| Work to complete |
Only a number is wanted here: the count of lines in the entries below that include the word "repository".

____________

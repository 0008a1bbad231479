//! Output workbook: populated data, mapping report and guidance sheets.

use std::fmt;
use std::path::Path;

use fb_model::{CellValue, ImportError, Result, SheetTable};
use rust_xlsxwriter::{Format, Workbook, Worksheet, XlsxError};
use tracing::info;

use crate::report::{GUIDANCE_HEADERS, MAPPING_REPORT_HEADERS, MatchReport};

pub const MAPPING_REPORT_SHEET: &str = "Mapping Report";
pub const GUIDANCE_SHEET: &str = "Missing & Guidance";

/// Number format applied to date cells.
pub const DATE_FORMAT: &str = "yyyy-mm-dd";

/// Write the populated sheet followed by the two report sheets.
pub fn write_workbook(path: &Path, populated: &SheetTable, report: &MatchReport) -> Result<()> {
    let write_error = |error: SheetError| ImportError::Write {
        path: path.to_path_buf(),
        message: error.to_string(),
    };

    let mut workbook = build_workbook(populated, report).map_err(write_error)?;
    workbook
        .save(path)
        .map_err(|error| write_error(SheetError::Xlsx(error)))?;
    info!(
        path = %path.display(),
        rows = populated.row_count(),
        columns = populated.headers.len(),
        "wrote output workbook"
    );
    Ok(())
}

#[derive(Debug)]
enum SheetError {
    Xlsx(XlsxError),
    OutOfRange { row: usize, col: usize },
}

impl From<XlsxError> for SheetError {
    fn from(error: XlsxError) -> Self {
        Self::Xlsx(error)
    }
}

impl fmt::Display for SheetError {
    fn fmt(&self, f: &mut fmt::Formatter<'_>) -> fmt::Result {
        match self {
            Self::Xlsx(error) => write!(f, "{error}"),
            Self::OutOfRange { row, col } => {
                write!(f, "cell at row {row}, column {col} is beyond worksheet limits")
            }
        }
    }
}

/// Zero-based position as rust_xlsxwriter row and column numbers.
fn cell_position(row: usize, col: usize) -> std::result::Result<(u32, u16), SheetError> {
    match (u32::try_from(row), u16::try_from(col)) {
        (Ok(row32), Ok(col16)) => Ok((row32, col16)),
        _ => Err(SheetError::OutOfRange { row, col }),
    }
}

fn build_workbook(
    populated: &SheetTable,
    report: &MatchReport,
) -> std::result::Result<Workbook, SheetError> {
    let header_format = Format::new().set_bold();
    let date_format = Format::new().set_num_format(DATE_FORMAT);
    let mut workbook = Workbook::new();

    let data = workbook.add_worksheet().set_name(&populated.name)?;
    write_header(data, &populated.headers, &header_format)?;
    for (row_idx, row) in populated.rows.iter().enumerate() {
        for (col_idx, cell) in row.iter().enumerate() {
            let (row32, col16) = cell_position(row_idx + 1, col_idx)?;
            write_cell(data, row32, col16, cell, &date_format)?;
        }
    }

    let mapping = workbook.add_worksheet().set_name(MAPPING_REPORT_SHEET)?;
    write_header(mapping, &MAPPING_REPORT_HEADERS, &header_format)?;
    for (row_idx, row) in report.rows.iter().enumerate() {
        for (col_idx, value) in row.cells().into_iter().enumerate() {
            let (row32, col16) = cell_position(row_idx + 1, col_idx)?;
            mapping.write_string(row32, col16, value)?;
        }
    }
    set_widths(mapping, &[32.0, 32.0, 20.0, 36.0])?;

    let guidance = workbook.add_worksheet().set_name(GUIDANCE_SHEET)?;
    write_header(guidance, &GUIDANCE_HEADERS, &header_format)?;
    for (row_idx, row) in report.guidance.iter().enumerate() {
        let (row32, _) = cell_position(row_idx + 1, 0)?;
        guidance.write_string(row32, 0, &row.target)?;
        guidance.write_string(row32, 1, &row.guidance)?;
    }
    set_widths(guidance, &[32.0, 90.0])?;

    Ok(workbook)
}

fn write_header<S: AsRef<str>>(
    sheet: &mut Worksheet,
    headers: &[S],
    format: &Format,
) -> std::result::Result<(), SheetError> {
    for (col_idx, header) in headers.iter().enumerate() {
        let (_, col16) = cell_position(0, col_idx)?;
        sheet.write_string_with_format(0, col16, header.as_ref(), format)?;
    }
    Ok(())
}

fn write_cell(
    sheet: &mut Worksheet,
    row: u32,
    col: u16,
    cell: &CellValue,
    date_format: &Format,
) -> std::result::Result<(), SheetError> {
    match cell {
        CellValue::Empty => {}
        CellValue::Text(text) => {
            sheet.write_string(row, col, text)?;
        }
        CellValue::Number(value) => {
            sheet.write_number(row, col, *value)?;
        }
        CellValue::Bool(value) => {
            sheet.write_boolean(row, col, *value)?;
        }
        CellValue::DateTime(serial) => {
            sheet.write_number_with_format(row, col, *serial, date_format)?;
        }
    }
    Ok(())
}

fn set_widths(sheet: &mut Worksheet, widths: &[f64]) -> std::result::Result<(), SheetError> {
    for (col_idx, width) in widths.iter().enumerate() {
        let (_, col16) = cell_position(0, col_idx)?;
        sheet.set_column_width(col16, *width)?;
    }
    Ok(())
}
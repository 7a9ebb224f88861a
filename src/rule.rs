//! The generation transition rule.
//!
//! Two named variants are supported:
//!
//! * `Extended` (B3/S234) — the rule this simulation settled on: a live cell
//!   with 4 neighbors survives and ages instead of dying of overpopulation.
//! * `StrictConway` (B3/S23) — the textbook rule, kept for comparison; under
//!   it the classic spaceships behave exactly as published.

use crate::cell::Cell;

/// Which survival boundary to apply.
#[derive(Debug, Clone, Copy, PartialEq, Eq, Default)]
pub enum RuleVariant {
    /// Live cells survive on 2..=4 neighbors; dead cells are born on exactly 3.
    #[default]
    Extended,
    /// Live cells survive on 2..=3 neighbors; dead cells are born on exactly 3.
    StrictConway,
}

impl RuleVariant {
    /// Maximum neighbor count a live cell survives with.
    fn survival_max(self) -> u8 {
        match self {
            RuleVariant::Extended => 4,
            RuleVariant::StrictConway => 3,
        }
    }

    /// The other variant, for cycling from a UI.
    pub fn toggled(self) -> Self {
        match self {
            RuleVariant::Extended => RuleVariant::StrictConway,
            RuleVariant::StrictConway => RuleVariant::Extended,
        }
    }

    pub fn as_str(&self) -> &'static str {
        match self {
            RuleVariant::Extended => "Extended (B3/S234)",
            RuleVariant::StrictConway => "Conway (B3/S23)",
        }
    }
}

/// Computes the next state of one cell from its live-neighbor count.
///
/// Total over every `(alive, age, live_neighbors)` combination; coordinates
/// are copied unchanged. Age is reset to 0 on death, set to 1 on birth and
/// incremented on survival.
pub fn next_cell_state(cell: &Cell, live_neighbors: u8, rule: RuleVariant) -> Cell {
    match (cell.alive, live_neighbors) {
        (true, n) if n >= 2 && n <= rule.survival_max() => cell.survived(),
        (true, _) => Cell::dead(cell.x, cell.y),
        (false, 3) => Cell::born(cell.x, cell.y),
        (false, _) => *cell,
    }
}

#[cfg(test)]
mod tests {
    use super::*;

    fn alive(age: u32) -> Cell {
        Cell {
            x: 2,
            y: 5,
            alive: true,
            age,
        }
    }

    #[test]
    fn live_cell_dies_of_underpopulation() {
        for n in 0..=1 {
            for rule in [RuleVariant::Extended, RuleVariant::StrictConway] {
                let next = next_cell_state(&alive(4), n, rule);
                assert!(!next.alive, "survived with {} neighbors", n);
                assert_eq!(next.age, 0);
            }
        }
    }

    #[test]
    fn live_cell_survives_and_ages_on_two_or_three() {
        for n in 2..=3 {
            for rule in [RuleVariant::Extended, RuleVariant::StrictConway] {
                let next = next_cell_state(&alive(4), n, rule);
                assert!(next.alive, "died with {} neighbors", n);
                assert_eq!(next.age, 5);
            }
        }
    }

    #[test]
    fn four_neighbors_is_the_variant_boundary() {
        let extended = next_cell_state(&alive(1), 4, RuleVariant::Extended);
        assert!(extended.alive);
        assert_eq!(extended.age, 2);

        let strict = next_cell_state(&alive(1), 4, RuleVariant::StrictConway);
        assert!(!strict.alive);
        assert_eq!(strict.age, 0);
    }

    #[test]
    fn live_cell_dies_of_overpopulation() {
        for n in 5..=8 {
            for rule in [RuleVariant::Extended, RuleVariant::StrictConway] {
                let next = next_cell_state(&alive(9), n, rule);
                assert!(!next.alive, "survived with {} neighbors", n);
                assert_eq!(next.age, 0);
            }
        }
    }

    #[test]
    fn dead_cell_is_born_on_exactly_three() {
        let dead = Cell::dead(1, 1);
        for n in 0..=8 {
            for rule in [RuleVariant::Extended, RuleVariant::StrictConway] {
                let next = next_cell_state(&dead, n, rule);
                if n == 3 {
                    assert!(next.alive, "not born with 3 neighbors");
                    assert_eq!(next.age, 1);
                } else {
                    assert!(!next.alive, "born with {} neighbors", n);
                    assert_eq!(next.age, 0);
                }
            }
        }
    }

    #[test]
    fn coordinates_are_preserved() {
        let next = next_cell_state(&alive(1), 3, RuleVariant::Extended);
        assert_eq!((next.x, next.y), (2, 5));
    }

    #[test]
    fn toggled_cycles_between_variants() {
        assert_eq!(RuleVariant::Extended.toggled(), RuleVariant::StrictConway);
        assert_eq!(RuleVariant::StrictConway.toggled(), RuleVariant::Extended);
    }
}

____________

| Solution for this problem |
2